On Mon, 2003-05-26 at 21:08, Ruben Alvarez wrote:> I'm looking for the most efficient OpenSource IMAP server
> and I am told that Dovecot Server is a good solution.
>
> Anyway, I have inspected the source code and I think Dovecot is not a
> multi-threaded server, but a forked server. I am surprised about this
> issue, because threads perfomance should be higher than creating a new
> process for each connection....I suppose.
Well, I actually already replied privately to this when it was sent to
imap-list, but here's a more complete answer for everyone:
Threads are useful when you have a lot of data to share across the
threads. For anything else they're not worth the trouble and can
actually be even slower than processes in some cases because of extra
locking it needs. In UNIX that is. In Windows processes are a lot
heavier than threads.
Pretty much the only case in IMAP server when you want to share data is
when a mailbox is opened multiple times by different connections.

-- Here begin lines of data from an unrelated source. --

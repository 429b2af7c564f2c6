//! Statement compilation: typed operations anchored to frame ranges.

use std::str::FromStr;

use nalgebra::Vector3;
use regex::{Captures, Regex};
use tracing::debug;

use super::parser::{ParsedScript, ScriptLine, StatementGroup};
use super::patterns::{
    AT_FRAME, FROM_FRAME, KEYWORD, MAKE_LAYER, ROTATE_ANGLE, ROTATE_AXIS, TIME_BY, TO_FRAME,
    TRANSLATE_BY, ZOOM_FACTOR,
};
use crate::data::{CompiledCommand, Operation};
use crate::error::{MovieError, Result};
use crate::value::rotation_from_axis_angle;

/// Rotations of at least this many degrees are split into sub-steps.
pub const LARGE_ROTATION_DEG: f64 = 180.0;
/// Number of equal sub-rotations a large rotation is split into.
pub const LARGE_ROTATION_PARTS: usize = 3;

/// Compile every group of a parsed script, stably sorted by start frame.
pub fn compile_script(parsed: &ParsedScript) -> Result<Vec<CompiledCommand>> {
    let mut commands = Vec::new();
    for group in &parsed.groups {
        commands.extend(compile_group(group)?);
    }
    commands.sort_by_key(|c| c.start_frame);
    debug!(commands = commands.len(), "compiled script");
    Ok(commands)
}

/// Compile one statement group into commands spanning its frame range.
pub fn compile_group(group: &StatementGroup) -> Result<Vec<CompiledCommand>> {
    let (start, end) = frame_range(&group.header)?;
    let mut out = Vec::with_capacity(group.body.len());
    for statement in &group.body {
        match parse_statement(statement)? {
            Parsed::Single(operation) => out.push(CompiledCommand {
                start_frame: start,
                end_frame: end,
                operation,
                line: statement.number,
            }),
            Parsed::Split(parts) => {
                let bounds = split_bounds(start, end, parts.len());
                for (operation, window) in parts.into_iter().zip(bounds.windows(2)) {
                    out.push(CompiledCommand {
                        start_frame: window[0],
                        end_frame: window[1],
                        operation,
                        line: statement.number,
                    });
                }
            }
        }
    }
    Ok(out)
}

/// `(start, end)` of a header: `From frame A to frame B` gives `(A, B)`,
/// `At frame A` gives `(A, A)`.
///
/// A zero-length `From frame N to frame N` range is accepted and behaves like
/// `At frame N`; a reversed range is rejected.
pub fn frame_range(header: &ScriptLine) -> Result<(usize, usize)> {
    let line = header.number;
    let text = header.text.as_str();
    if text.split_whitespace().next() == Some("From") {
        let start = capture_num(&FROM_FRAME, text, 1).ok_or_else(|| {
            MovieError::malformed(line, "expected 'From frame <start> to frame <end>'")
        })?;
        let end = capture_num(&TO_FRAME, text, 1).ok_or_else(|| {
            MovieError::malformed(line, "expected 'From frame <start> to frame <end>'")
        })?;
        if start > end {
            return Err(MovieError::malformed(
                line,
                format!("range ends at frame {end} before it starts at frame {start}"),
            ));
        }
        Ok((start, end))
    } else {
        let at = capture_num(&AT_FRAME, text, 1)
            .ok_or_else(|| MovieError::malformed(line, "expected 'At frame <n>' or 'From frame'"))?;
        Ok((at, at))
    }
}

enum Parsed {
    Single(Operation),
    Split(Vec<Operation>),
}

fn parse_statement(statement: &ScriptLine) -> Result<Parsed> {
    let line = statement.number;
    let text = statement.text.as_str();
    let keyword = KEYWORD
        .find(text)
        .ok_or_else(|| MovieError::UnknownOperation {
            line,
            statement: text.trim().to_string(),
        })?
        .as_str();

    let missing = |what: &str| MovieError::malformed(line, format!("{keyword}: missing {what}"));

    let parsed = match keyword {
        "rotate" => {
            let angle: u32 =
                capture_num(&ROTATE_ANGLE, text, 1).ok_or_else(|| missing("'rotate by <angle>'"))?;
            let axis = capture_triplet::<i64>(&ROTATE_AXIS, text)
                .ok_or_else(|| missing("'around (<x>,<y>,<z>)'"))?;
            let axis = axis.map(|c| c as f64);
            let angle = f64::from(angle);
            if angle >= LARGE_ROTATION_DEG {
                let part = rotation_from_axis_angle(angle / LARGE_ROTATION_PARTS as f64, axis)
                    .ok_or_else(|| MovieError::malformed(line, "rotation axis has zero length"))?;
                Parsed::Split(vec![Operation::Rotate(part); LARGE_ROTATION_PARTS])
            } else {
                let q = rotation_from_axis_angle(angle, axis)
                    .ok_or_else(|| MovieError::malformed(line, "rotation axis has zero length"))?;
                Parsed::Single(Operation::Rotate(q))
            }
        }
        "zoom" => {
            let factor: f64 =
                capture_num(&ZOOM_FACTOR, text, 1).ok_or_else(|| missing("'factor of <x>'"))?;
            Parsed::Single(Operation::Zoom(factor))
        }
        "translate" => {
            let [dx, dy, dz] = capture_triplet::<i64>(&TRANSLATE_BY, text)
                .ok_or_else(|| missing("'by (<dx>,<dy>,<dz>)'"))?;
            Parsed::Single(Operation::Translate(Vector3::new(
                dx as f64, dy as f64, dz as f64,
            )))
        }
        "make" => {
            let layer: usize =
                capture_num(&MAKE_LAYER, text, 1).ok_or_else(|| missing("'make layer <n>'"))?;
            let visible = match text.split_whitespace().last() {
                Some("visible") => true,
                Some("invisible") => false,
                _ => return Err(missing("trailing 'visible' or 'invisible'")),
            };
            Parsed::Single(Operation::Visibility { layer, visible })
        }
        "time" => {
            let shift: i64 = capture_num(&TIME_BY, text, 1).ok_or_else(|| missing("'by <n>'"))?;
            Parsed::Single(Operation::TimeShift(shift))
        }
        _ => {
            return Err(MovieError::UnknownOperation {
                line,
                statement: text.trim().to_string(),
            })
        }
    };
    Ok(parsed)
}

/// Evenly spaced integer boundaries over `[start, end]`, both endpoints
/// included, truncated toward zero.
fn split_bounds(start: usize, end: usize, parts: usize) -> Vec<usize> {
    let span = end - start;
    (0..=parts).map(|k| start + span * k / parts).collect()
}

fn capture_num<T: FromStr>(re: &Regex, text: &str, group: usize) -> Option<T> {
    re.captures(text)
        .and_then(|caps| caps.get(group))
        .and_then(|m| m.as_str().parse().ok())
}

fn capture_triplet<T: FromStr + Copy>(re: &Regex, text: &str) -> Option<[T; 3]> {
    let caps: Captures<'_> = re.captures(text)?;
    let get = |i: usize| caps.get(i).and_then(|m| m.as_str().parse::<T>().ok());
    Some([get(1)?, get(2)?, get(3)?])
}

Dovecot already shares the data in that case because it's all in the
index files that are mmap()ed.
Processes also provide safety. You can't accidentally read someone
else's mails because of a bug in the server. Or if you happen to learn
how to crash the server, you can kill only your own connection. With
threaded server you would have killed everyone's connections.
> By the other hand, ?do anybody know any multi-threaded OpenSource IMAP
> server?. I would like test performance of Dovecot server versus a
> multi-threaded one.
Biggest performance differences between IMAP servers is how smartly they
store the message data and how smartly they're able to read it in a way
that IMAP clients want them.
CPU usage is pretty irrelevant in IMAP servers. It's I/O that is going
to be your bottleneck. I optimize CPU usage only when it's clearly
showing somewhere (SEARCH BODY is a lot slower than grepping the files,
I'd have to figure out why some day).